Женщина без прошлого вроде меня вызывает лишь зевоту. Ирен же, как выяснилось, танцевала, стреляла и пела и в конце концов добилась славы и состояния. Правда, ее карьера прервалась, поскольку прискорбные обстоятельства вынудили примадонну скрываться. Как же все-таки несправедлива жизнь!
– Послушай, Пинк, – произнесла я тоном гувернантки, пусть и бывшей. – Ты в долгу перед Ирен и передо мной, и твоих извинений недостаточно. Пора тебе объяснить все толком, чтобы мы могли исправить совершенное тобой зло.
– Даже ты, Ирен, не сумеешь воскресить медиума! – воскликнула девушка, искренне сокрушаясь.
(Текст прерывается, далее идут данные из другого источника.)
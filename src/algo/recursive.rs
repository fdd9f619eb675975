//! Recursive operations over a queue.
//!
//! Each operation recurses once per value. Apart from [`reverse`], they all
//! drain and restore: a frame takes the front value, moves it to the rear,
//! and recurses on the values it hasn't rotated yet. After exactly `len()`
//! rotations the queue is back in its original order. Recursion depth is
//! linear in the queue length and capped by [`depth_limit`]; longer queues
//! are refused with [`QueueError::TooDeep`] before anything is touched.

use std::mem;

use num_traits::{CheckedAdd, Zero};

use crate::{
    algo::{rotate, rotate_with, take_front},
    queue::{Queue, QueueError},
};

/// The longest queue a recursive operation will accept.
pub const MAX_DEPTH: usize = 4_096;

/// Elements up to this size get the full [`MAX_DEPTH`]. Every frame keeps a
/// few copies of its element on the stack, so larger elements share a fixed
/// budget of `MAX_DEPTH * SMALL_ELEMENT` bytes instead.
const SMALL_ELEMENT: usize = 32;

/// Returns the longest queue of `T` a recursive operation will accept.
///
/// This is [`MAX_DEPTH`] for elements of at most 32 bytes and shrinks in
/// proportion to the element size beyond that, down to a single element.
pub fn depth_limit<T>() -> usize {
    let size = mem::size_of::<T>();
    if size <= SMALL_ELEMENT {
        MAX_DEPTH
    } else {
        (MAX_DEPTH * SMALL_ELEMENT / size).max(1)
    }
}

fn check_depth<T, Q: Queue<T>>(queue: &Q) -> Result<(), QueueError> {
    let len = queue.len();
    let limit = depth_limit::<T>();
    if len > limit {
        return Err(QueueError::TooDeep { len, limit });
    }
    Ok(())
}

/// Reverses the queue in place. This is the one recursive operation that
/// mutates its input.
pub fn reverse<T, Q: Queue<T>>(queue: &mut Q) -> Result<(), QueueError> {
    check_depth(queue)?;
    reverse_rec(queue)
}

fn reverse_rec<T, Q: Queue<T>>(queue: &mut Q) -> Result<(), QueueError> {
    let Some(front) = take_front(queue) else {
        return Ok(());
    };
    reverse_rec(queue)?;
    queue.enqueue(front)?;
    Ok(())
}

/// Returns true if `target` is in the queue. The queue is unchanged.
pub fn contains<T: PartialEq, Q: Queue<T>>(queue: &mut Q, target: &T) -> Result<bool, QueueError> {
    check_depth(queue)?;
    let len = queue.len();
    contains_rec(queue, target, len)
}

fn contains_rec<T: PartialEq, Q: Queue<T>>(
    queue: &mut Q,
    target: &T,
    remaining: usize,
) -> Result<bool, QueueError> {
    if remaining == 0 {
        return Ok(false);
    }
    if rotate_with(queue, |front: &T| front == target)? {
        // Put the unvisited tail back behind the values already rotated.
        rotate(queue, remaining - 1)?;
        return Ok(true);
    }
    contains_rec(queue, target, remaining - 1)
}

/// Calls `visit` on every value from front to rear. The queue is unchanged.
pub fn visit_in_order<T, Q, F>(queue: &mut Q, mut visit: F) -> Result<(), QueueError>
where
    Q: Queue<T>,
    F: FnMut(&T),
{
    check_depth(queue)?;
    let len = queue.len();
    visit_in_order_rec(queue, &mut visit, len)
}

fn visit_in_order_rec<T, Q, F>(
    queue: &mut Q,
    visit: &mut F,
    remaining: usize,
) -> Result<(), QueueError>
where
    Q: Queue<T>,
    F: FnMut(&T),
{
    if remaining == 0 {
        return Ok(());
    }
    rotate_with(queue, |front: &T| visit(front))?;
    visit_in_order_rec(queue, visit, remaining - 1)
}

/// Calls `visit` on every value from rear to front. The queue is unchanged.
pub fn visit_reversed<T, Q, F>(queue: &mut Q, mut visit: F) -> Result<(), QueueError>
where
    T: Clone,
    Q: Queue<T>,
    F: FnMut(&T),
{
    check_depth(queue)?;
    let len = queue.len();
    visit_reversed_rec(queue, &mut visit, len)
}

fn visit_reversed_rec<T, Q, F>(
    queue: &mut Q,
    visit: &mut F,
    remaining: usize,
) -> Result<(), QueueError>
where
    T: Clone,
    Q: Queue<T>,
    F: FnMut(&T),
{
    if remaining == 0 {
        return Ok(());
    }
    let front = rotate_with(queue, T::clone)?;
    visit_reversed_rec(queue, visit, remaining - 1)?;
    visit(&front);
    Ok(())
}

/// Returns the largest value. Fails with [`QueueError::InvalidArgument`] on
/// an empty queue. The queue is unchanged.
pub fn max<T, Q>(queue: &mut Q) -> Result<T, QueueError>
where
    T: Clone + PartialOrd,
    Q: Queue<T>,
{
    extremum(queue, |a, b| if b > a { b } else { a })
}

/// Returns the smallest value. Fails with [`QueueError::InvalidArgument`] on
/// an empty queue. The queue is unchanged.
pub fn min<T, Q>(queue: &mut Q) -> Result<T, QueueError>
where
    T: Clone + PartialOrd,
    Q: Queue<T>,
{
    extremum(queue, |a, b| if b < a { b } else { a })
}

fn extremum<T, Q, F>(queue: &mut Q, pick: F) -> Result<T, QueueError>
where
    T: Clone,
    Q: Queue<T>,
    F: Fn(T, T) -> T + Copy,
{
    if queue.is_empty() {
        return Err(QueueError::InvalidArgument("extremum of an empty queue"));
    }
    check_depth(queue)?;
    let len = queue.len();
    extremum_rec(queue, pick, len)
}

fn extremum_rec<T, Q, F>(queue: &mut Q, pick: F, remaining: usize) -> Result<T, QueueError>
where
    T: Clone,
    Q: Queue<T>,
    F: Fn(T, T) -> T + Copy,
{
    let front = rotate_with(queue, T::clone)?;
    if remaining == 1 {
        return Ok(front);
    }
    let rest = extremum_rec(queue, pick, remaining - 1)?;
    Ok(pick(front, rest))
}

/// Adds up every value, starting from zero. Fails with
/// [`QueueError::Overflow`] when the total doesn't fit in `T`. The queue is
/// unchanged either way.
pub fn sum<T, Q>(queue: &mut Q) -> Result<T, QueueError>
where
    T: Clone + Zero + CheckedAdd,
    Q: Queue<T>,
{
    check_depth(queue)?;
    let len = queue.len();
    sum_rec(queue, len)?.ok_or(QueueError::Overflow)
}

/// Returns `None` once a partial total overflows. Every frame rotates its
/// value before the additions start, so an overflow never cuts the restore
/// short.
fn sum_rec<T, Q>(queue: &mut Q, remaining: usize) -> Result<Option<T>, QueueError>
where
    T: Clone + Zero + CheckedAdd,
    Q: Queue<T>,
{
    if remaining == 0 {
        return Ok(Some(T::zero()));
    }
    let front = rotate_with(queue, T::clone)?;
    let rest = sum_rec(queue, remaining - 1)?;
    Ok(rest.and_then(|rest| front.checked_add(&rest)))
}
– Да, не сумею. Но мы найдем того, кто ее задушил. Даже если ты заблуждаешься, Пинк, и происшествие никак не связано со мной, все же Софи не заслужила такую смерть. Нам следует разрешить загадку жестокого и бессмысленного убийства. «Смерть каждого Человека умаляет и меня»[43]. Это написал поэт шестнадцатого века, человек, который потакал своим слабостям и в то же время отличался святостью. Понимаешь, что я хочу сказать? Ничто на свете не бывает просто и однозначно. И его слова так же верны сегодня, как и двести лет назад.
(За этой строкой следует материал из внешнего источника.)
//! Merging queues into a new queue.
//!
//! [`concat`] consumes its inputs. Every other merge reads its inputs
//! through [`Queue::iter`] or through working copies built from it, so the
//! originals are left exactly as they were.

use crate::{
    algo::take_front,
    queue::{LinkedQueue, Queue},
};

/// Drains `first` and then `second` into a new queue. Both inputs end up
/// empty.
pub fn concat<T, A, B>(first: &mut A, second: &mut B) -> LinkedQueue<T>
where
    A: Queue<T>,
    B: Queue<T>,
{
    log::debug!("merging {} and {} values", first.len(), second.len());
    let mut merged = LinkedQueue::new();
    while let Some(val) = take_front(first) {
        merged.push(val);
    }
    while let Some(val) = take_front(second) {
        merged.push(val);
    }
    merged
}

/// Same sequence as [`concat`], but the inputs are only traversed.
pub fn concat_preserving<T, A, B>(first: &A, second: &B) -> LinkedQueue<T>
where
    T: Clone,
    A: Queue<T>,
    B: Queue<T>,
{
    log::debug!(
        "merging {} and {} values (non-destructive)",
        first.len(),
        second.len()
    );
    first.iter().chain(second.iter()).cloned().collect()
}

/// Merges two queues that are each non-decreasing from front to rear into
/// one non-decreasing queue. On ties the value from `first` goes first.
///
/// The inputs are not checked; unsorted inputs give an unspecified order
/// that still holds every value exactly once.
pub fn sorted<T, A, B>(first: &A, second: &B) -> LinkedQueue<T>
where
    T: Clone + PartialOrd,
    A: Queue<T>,
    B: Queue<T>,
{
    log::debug!(
        "merging sorted queues of {} and {} values",
        first.len(),
        second.len()
    );
    let mut left: LinkedQueue<T> = first.iter().cloned().collect();
    let mut right: LinkedQueue<T> = second.iter().cloned().collect();
    let mut merged = LinkedQueue::new();
    loop {
        let take_left = match (left.peek().ok(), right.peek().ok()) {
            (None, None) => break,
            (Some(a), Some(b)) => a <= b,
            (Some(_), None) => true,
            (None, Some(_)) => false,
        };
        let source = if take_left { &mut left } else { &mut right };
        if let Some(val) = take_front(source) {
            merged.push(val);
        }
    }
    merged
}

/// Concatenates any number of queues in iteration order without touching
/// them.
pub fn all<'a, T, Q, I>(queues: I) -> LinkedQueue<T>
where
    T: Clone + 'a,
    Q: Queue<T> + 'a,
    I: IntoIterator<Item = &'a Q>,
{
    let mut merged = LinkedQueue::new();
    let mut count = 0usize;
    for queue in queues {
        merged.extend(queue.iter().cloned());
        count += 1;
    }
    log::debug!("merged {} queues into {} values", count, merged.len());
    merged
}

/// Alternates between `first` and `second`, one value at a time, starting
/// with `first`. Once one side runs out the rest of the other follows in
/// order.
pub fn interleaved<T, A, B>(first: &A, second: &B) -> LinkedQueue<T>
where
    T: Clone,
    A: Queue<T>,
    B: Queue<T>,
{
    log::debug!(
        "interleaving {} and {} values",
        first.len(),
        second.len()
    );
    let mut left: LinkedQueue<T> = first.iter().cloned().collect();
    let mut right: LinkedQueue<T> = second.iter().cloned().collect();
    let mut merged = LinkedQueue::new();
    while !left.is_empty() || !right.is_empty() {
        if let Some(val) = take_front(&mut left) {
            merged.push(val);
        }
        if let Some(val) = take_front(&mut right) {
            merged.push(val);
        }
    }
    merged
}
Хорошо, я позволяю тебе использовать мое прошлое, Пинк, если ты считаешь, что так нужно ради общего блага. Но я и без твоих понуканий займусь расследованием убийства Софи. Это мерзкое преступление, и оно в любом случае должно быть наказано.
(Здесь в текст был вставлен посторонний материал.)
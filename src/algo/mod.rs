//! Algorithms that work on any [`Queue`](crate::queue::Queue) through its
//! public contract only.
//!
//! Merges always build a fresh [`LinkedQueue`](crate::queue::LinkedQueue).
//! Inspections that have to drain a queue put every value back in its
//! original position before returning.

use crate::queue::{Queue, QueueError};

pub mod merge;
pub mod recursive;
pub mod search;

/// Removes the front value if there is one. An empty queue is the normal
/// end of a drain here, so it isn't reported as a failure.
pub(crate) fn take_front<T, Q: Queue<T>>(queue: &mut Q) -> Option<T> {
    if queue.is_empty() {
        None
    } else {
        queue.dequeue().ok()
    }
}

/// Moves the front value to the rear and returns what `f` computed from it
/// while it was in hand.
pub(crate) fn rotate_with<T, Q, R>(queue: &mut Q, f: impl FnOnce(&T) -> R) -> Result<R, QueueError>
where
    Q: Queue<T>,
{
    let val = queue.dequeue()?;
    let out = f(&val);
    queue.enqueue(val)?;
    Ok(out)
}

/// Moves `n` values from the front to the rear.
pub(crate) fn rotate<T, Q: Queue<T>>(queue: &mut Q, n: usize) -> Result<(), QueueError> {
    for _ in 0..n {
        rotate_with(queue, |_: &T| ())?;
    }
    Ok(())
}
– Вот именно, – вставила я своим самым суровым тоном и посмотрела на Ирен. – Мы ведь найдем злодея?
– Ах, Нелл! – воскликнула подруга, когда мы остались номере гостиницы одни. – Хоть ты-то понимаешь, почему я не горю желанием раскрыть тайну своей матери?
– Конечно. Она, несомненно, была не совсем приличной женщиной. Мне очень жаль, Ирен, но похоже на то, что у тебя такое же печальное прошлое, как у Годфри. Ты была тайно зачата в позоре и грехе, и лучше не копаться в подобных вещах.
– Все не так просто, Нелл. Если права Пинк, то мое тайное рождение действительно могло сегодня стать причиной убийств. Мне тяжело об этом думать.
– Ты знаешь, Ирен, – прошептала я, придвинувшись к ней поближе, – ребенком я воображала, что, быть может, моя мать вовсе не скончалась при родах и что я дочь… принца Уэльского. Или цыганской прорицательницы, которая оставила меня на ступенях приходской церкви, после чего меня удочерил мой добрый отец.
Подруга очень внимательно выслушала мою исповедь, а потом издала смешок:
– Все мы воображаем себя подкидышами, Нелл! Даже ребенок с самым счастливым детством и благополучной семьей порой придумывает себе мрачное прошлое! «Ведь я куда интереснее, чем считают другие!» – рассуждает тоненький голосок. Так вот, Нелл: ты и без всяких фантазий куда интереснее, чем считают другие, – вот почему Квентин так увлекся тобой.
– Правда? Квентин увлекся мной? Нет, быть не может.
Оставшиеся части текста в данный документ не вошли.